These averages offer more precise guidance for classification within $S_{i,j}$ compared to distant subapertures. Upon classifying all sub-apertures, the k-means algorithm yields $K$ clustering centers, which reflect the overarching distribution pattern of the centroids. Consequently, we amalgamate $C_{\text {ave},k}$ and the clustering centers derived from the k-means algorithm through a weighted sum to define the reference coordinate $C_{\text {ref},k}$. This value will be employed to guide the classification of centroids within $S_{i,j}$. We use $C_{k}$ to represent he cluster center corresponding to the nth-line-of-sight obtained after processing all subapertures with k-means. $C_{\text {ref},k}$, is determined by Eq. (3),

$$C_{ref,k} = C_{ave,k}\cdot w_1 + C_k\cdot w_2$$
where $w_1$ and $w_2$ are the weighting coefficients, satisfying the condition:
$$w_{1} + w_{2} = 1$$

The allocation of weights can be tailored based on the actual size of the turbulence. In our experiments, a weight setting of 1:1 proved to be appropriate, yielding high-precision classification outcomes.
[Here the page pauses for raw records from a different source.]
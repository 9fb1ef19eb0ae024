//! Lane writers.
//!
//! Both writers bump-allocate inside the current block of a lane and ask
//! the [`BlockArena`] for a new block when a record does not fit. A record
//! is never split across blocks, so one allocation is limited to
//! [`StreamConfig::usable_bytes`](crate::StreamConfig::usable_bytes);
//! larger payloads go through [`chunk`](crate::chunk).
//!
//! The two writers differ in when lane metadata becomes valid:
//!
//! | Writer | Lane chosen by | Metadata committed |
//! |--------|----------------|--------------------|
//! | [`IndexWriter`] | `begin_lane(i)` | at `end_lane()` |
//! | [`ThreadWriter`] | worker id at creation | after every record |

use std::ops::Range;

use bytemuck::Pod;
use rill_core::WorkerId;
use tracing::debug;

use crate::arena::BlockArena;
use crate::block::{BlockList, Lane};
use crate::error::StreamError;
use crate::raw::{ClaimMode, LaneClaim};
use crate::stream::EventStream;

/// Append access to a lane.
pub trait LaneWrite {
    /// Reserve `size` bytes for one record and return them for filling.
    ///
    /// The bytes stay valid until the stream is destroyed; the returned
    /// borrow only lasts until the next writer call.
    fn allocate(&mut self, size: usize) -> Result<&mut [u8], StreamError>;

    /// Append `bytes` as one record.
    fn write_bytes(&mut self, bytes: &[u8]) -> Result<(), StreamError> {
        self.allocate(bytes.len())?.copy_from_slice(bytes);
        Ok(())
    }

    /// Append `value` as one record.
    fn write<T: Pod>(&mut self, value: &T) -> Result<(), StreamError> {
        self.write_bytes(bytemuck::bytes_of(value))
    }
}

/// Bump-allocate `size` bytes at the end of a lane.
fn bump<'b>(
    arena: &BlockArena,
    index: usize,
    lane: &mut Lane,
    blocks: &'b mut BlockList,
    size: usize,
) -> Result<&'b mut [u8], StreamError> {
    let max = arena.config().usable_bytes();
    if size > max {
        return Err(StreamError::AllocationTooLarge {
            requested: size,
            max,
        });
    }

    let target = match blocks.tail() {
        Some(tail) if lane.last_offset as usize + size <= max => tail,
        previous => {
            let id = arena.allocate_block(index, blocks, previous);
            if lane.head_block.is_none() {
                lane.head_block = Some(id);
                lane.first_offset = 0;
            }
            lane.block_count += 1;
            lane.last_offset = 0;
            id
        }
    };

    let start = lane.last_offset as usize;
    lane.last_offset += size as u32;
    lane.element_count += 1;
    Ok(&mut blocks.get_mut(target).data[start..start + size])
}

struct WriteSession<'a> {
    index: usize,
    claim: LaneClaim<'a>,
    lane: Lane,
}

/// Writes into lanes the caller chooses explicitly.
///
/// Each lane gets one `begin_lane`/`end_lane` session per tick. Lane
/// metadata is only committed at `end_lane`; until then readers see the
/// lane as busy. A writer may be restricted to a sub-range of lanes when
/// the lane set is statically partitioned across workers.
pub struct IndexWriter<'a> {
    stream: &'a EventStream,
    restriction: Range<usize>,
    session: Option<WriteSession<'a>>,
}

impl<'a> IndexWriter<'a> {
    pub(crate) fn new(stream: &'a EventStream, restriction: Range<usize>) -> Self {
        Self {
            stream,
            restriction,
            session: None,
        }
    }

    /// Open `index` for writing.
    ///
    /// Fails before any allocation if this writer already has a lane open,
    /// if another instance holds the lane, or (checked build) if the lane
    /// is outside the restriction or already written this tick.
    pub fn begin_lane(&mut self, index: usize) -> Result<(), StreamError> {
        if let Some(open) = &self.session {
            return Err(StreamError::SessionAlreadyOpen {
                open: open.index,
                requested: index,
            });
        }
        if crate::CHECKED && !self.restriction.contains(&index) {
            return Err(StreamError::LaneOutsideRestriction {
                lane: index,
                min: self.restriction.start,
                max: self.restriction.end,
            });
        }
        let claim = self.stream.claim(index, ClaimMode::Write)?;
        let lane = claim.slot().lane;
        if crate::CHECKED && lane.element_count != 0 {
            return Err(StreamError::LaneAlreadyWritten {
                lane: index,
                element_count: lane.element_count,
            });
        }
        self.session = Some(WriteSession { index, claim, lane });
        Ok(())
    }

    /// Close the open lane, committing its metadata.
    pub fn end_lane(&mut self) -> Result<Lane, StreamError> {
        let session = self.session.take().ok_or(StreamError::NoSessionOpen {
            operation: "end_lane",
        })?;
        Ok(Self::commit(session))
    }

    /// The lane currently open, if any.
    pub fn current_lane(&self) -> Option<usize> {
        self.session.as_ref().map(|s| s.index)
    }

    /// Lanes this writer may open.
    pub fn restriction(&self) -> Range<usize> {
        self.restriction.clone()
    }

    fn commit(mut session: WriteSession<'_>) -> Lane {
        session.claim.slot_mut().lane = session.lane;
        session.lane
    }
}

impl LaneWrite for IndexWriter<'_> {
    fn allocate(&mut self, size: usize) -> Result<&mut [u8], StreamError> {
        let stream = self.stream;
        let session = self.session.as_mut().ok_or(StreamError::NoSessionOpen {
            operation: "allocate",
        })?;
        let slot = session.claim.slot_mut();
        bump(
            stream.arena(),
            session.index,
            &mut session.lane,
            &mut slot.blocks,
            size,
        )
    }
}

impl Drop for IndexWriter<'_> {
    fn drop(&mut self) {
        if let Some(session) = self.session.take() {
            debug!(lane = session.index, "index writer dropped with lane open; committing");
            Self::commit(session);
        }
    }
}

/// Writes into the lane of the worker thread that created it.
///
/// No session bracket: every record updates the lane's metadata
/// immediately, so the lane is consistent even if the task stops between
/// records. The lane is claimed for the writer's lifetime.
pub struct ThreadWriter<'a> {
    stream: &'a EventStream,
    worker: WorkerId,
    claim: LaneClaim<'a>,
}

impl<'a> ThreadWriter<'a> {
    pub(crate) fn new(stream: &'a EventStream, worker: WorkerId, claim: LaneClaim<'a>) -> Self {
        Self {
            stream,
            worker,
            claim,
        }
    }

    /// The worker this writer belongs to.
    pub fn worker(&self) -> WorkerId {
        self.worker
    }

    /// Current metadata of the worker's lane.
    pub fn lane(&self) -> Lane {
        self.claim.slot().lane
    }
}

impl LaneWrite for ThreadWriter<'_> {
    fn allocate(&mut self, size: usize) -> Result<&mut [u8], StreamError> {
        let stream = self.stream;
        let index = self.worker.index();
        let slot = self.claim.slot_mut();
        bump(stream.arena(), index, &mut slot.lane, &mut slot.blocks, size)
    }
}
Upon obtaining the reference coordinates, it is necessary to identify the matching method that minimizes the sum of distances between the reference coordinates and the centroid coordinates within the target sub-aperture. This constitutes a classic NP-problem. We define $E_{p,q} = 1$ to indicate that the centroid i is assigned to the class corresponding to reference coordinate j; $E_{p,q} = 0$ otherwise. We denote $D_{p,q}$ as the distance between the centroid to be classified and the reference coordinate. Consequently, this problem can be formulated into a quadratic 0-1 programming model as shown in Algorithm 2. Given the relatively limited number of parameters that need to be processed in this application scenario, it is feasible to find the solution to the aforementioned model through enumeration. The centroid allocation method that satisfies this solution constitutes the final centroid distribution within $S_{i,j}$. This approach ensures the precise classification of coordinates within the target subaperture, essential for accurate wavefront reconstruction.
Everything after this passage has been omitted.